If you take these meds for years, you might get different or new side effects as you age, Chou says. That might be grounds for switching or talking to your doctor about tapering off the medication to help lower the potential for withdrawal symptoms.
You can take extra steps to make your antidepressant work better for you. Exercise, good sleeping habits, and talk therapy can all help.
Depending on your condition, you may need antipsychotic medication for years, or for life. But some studies suggest that the people who benefit most from these drugs take them for only a few years.
The drugs prevent psychotic symptoms for the first few years, the studies say. But people who stay on them for a lifetime might have about the same risk of a relapse as people who stop after a couple of years. What’s more, people who stop might be more likely to get jobs and keep them. This suggests they are more likely to get back to a normal life after stopping the drugs.
Antipsychotics could also cause new side effects as you age. “As you get older, antipsychotics can cause confusion and increase risk of falls,” Chou says. As with antidepressants, doctors recommend that people taper off these drugs rather than suddenly stop.
But you should never stop taking antipsychotic medications without talking to your doctor.
For many people, the potential risks that statins bring do not outweigh the main benefit: prevention of heart disease. For instance, “We may need to reduce your risk or prevent a second heart attack,” Marciniak says.

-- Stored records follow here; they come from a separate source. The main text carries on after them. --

//! File-system [`BankStore`]
//!
//! Every `*.md` file below a bank root is part of the bank, keyed by its
//! `/`-separated path relative to that root.

use std::fs;
use std::path::Path;

use walkdir::WalkDir;

use super::layout::{BankLayout, is_bank_file};
use crate::cache::traits::{BankStore, StoreError};
use crate::cache::types::{BankContent, BankKey};

#[derive(Debug, Clone)]
pub struct FileBankStore {
    layout: BankLayout,
}

impl FileBankStore {
    pub fn new(storage_root: impl Into<std::path::PathBuf>) -> Self {
        Self {
            layout: BankLayout::new(storage_root),
        }
    }

    pub fn from_layout(layout: BankLayout) -> Self {
        Self { layout }
    }

    pub fn layout(&self) -> &BankLayout {
        &self.layout
    }
}

fn relative_key(root: &Path, path: &Path) -> Option<String> {
    let relative = path.strip_prefix(root).ok()?;
    let parts: Vec<String> = relative
        .components()
        .map(|c| c.as_os_str().to_string_lossy().into_owned())
        .collect();
    Some(parts.join("/"))
}

impl BankStore for FileBankStore {
    fn load(&self, key: &BankKey) -> Result<Option<BankContent>, StoreError> {
        let root = self.layout.checked_bank_root(key)?;
        if !root.is_dir() {
            return Ok(None);
        }

        let mut content = BankContent::new();
        for entry in WalkDir::new(&root).follow_links(false).sort_by_file_name() {
            let entry = entry.map_err(|e| {
                let path = e.path().map(Path::to_path_buf).unwrap_or_else(|| root.clone());
                StoreError::io(path, std::io::Error::other(e.to_string()))
            })?;
            if !entry.file_type().is_file() {
                continue;
            }
            let path = entry.path();
            let Some(relative) = relative_key(&root, path) else {
                continue;
            };
            if !is_bank_file(&relative) {
                continue;
            }
            let text = fs::read_to_string(path).map_err(|e| StoreError::io(path, e))?;
            content.insert(relative, text);
        }

        log::debug!("Loaded {} files for bank {}", content.len(), key);
        Ok(Some(content))
    }

    fn create(&self, key: &BankKey) -> Result<BankContent, StoreError> {
        let root = self.layout.checked_bank_root(key)?;
        fs::create_dir_all(&root).map_err(|e| StoreError::io(&root, e))?;
        log::info!("Created bank {} at {}", key, root.display());
        Ok(BankContent::new())
    }

    fn write(&self, key: &BankKey, content: &BankContent) -> Result<(), StoreError> {
        let root = self.layout.checked_bank_root(key)?;
        // Resolve every path first so a bad one leaves the bank untouched.
        let files = content
            .iter()
            .map(|(relative, text)| Ok((self.layout.file_path(key, relative)?, text)))
            .collect::<Result<Vec<_>, StoreError>>()?;
        fs::create_dir_all(&root).map_err(|e| StoreError::io(&root, e))?;

        for (path, text) in files {
            if let Some(parent) = path.parent() {
                fs::create_dir_all(parent).map_err(|e| StoreError::io(parent, e))?;
            }
            fs::write(&path, text).map_err(|e| StoreError::io(&path, e))?;
        }
        Ok(())
    }
}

In rare cases, statins can hurt your liver. You should call your doctor if you are unusually tired, have lost your appetite, or have right upper abdominal discomfort, dark urine, or yellowing of your skin or the whites of your eyes.
Some people who take statins say they had mild memory loss after starting the drug, but researchers say there is not enough evidence to support a connection between the two. Side effects such as muscle pain may also be common.
Statins could also slightly raise your risk for type 2 diabetes, but this doesn’t necessarily mean you should quit the medication.
“If you have a family history, maybe we need to monitor that more closely or try to find some alternatives,” Chou says. Your doctor might want to track your blood sugar after you start the drug.
If you have asthma, this drug is the “rescue” medication you use during attacks. Many people with asthma also need a “controller” medication in addition to their rescue medication to prevent attacks over time.
The risks from albuterol come when you use it for more than just for attacks. If you find you need the medication more and more, you might need a prescription for a controller med or a larger dose of your controller medication.
“Using too much albuterol could make you feel jittery,” Marciniak says. “And it can make you have repeated episodes of not being able to breathe well.”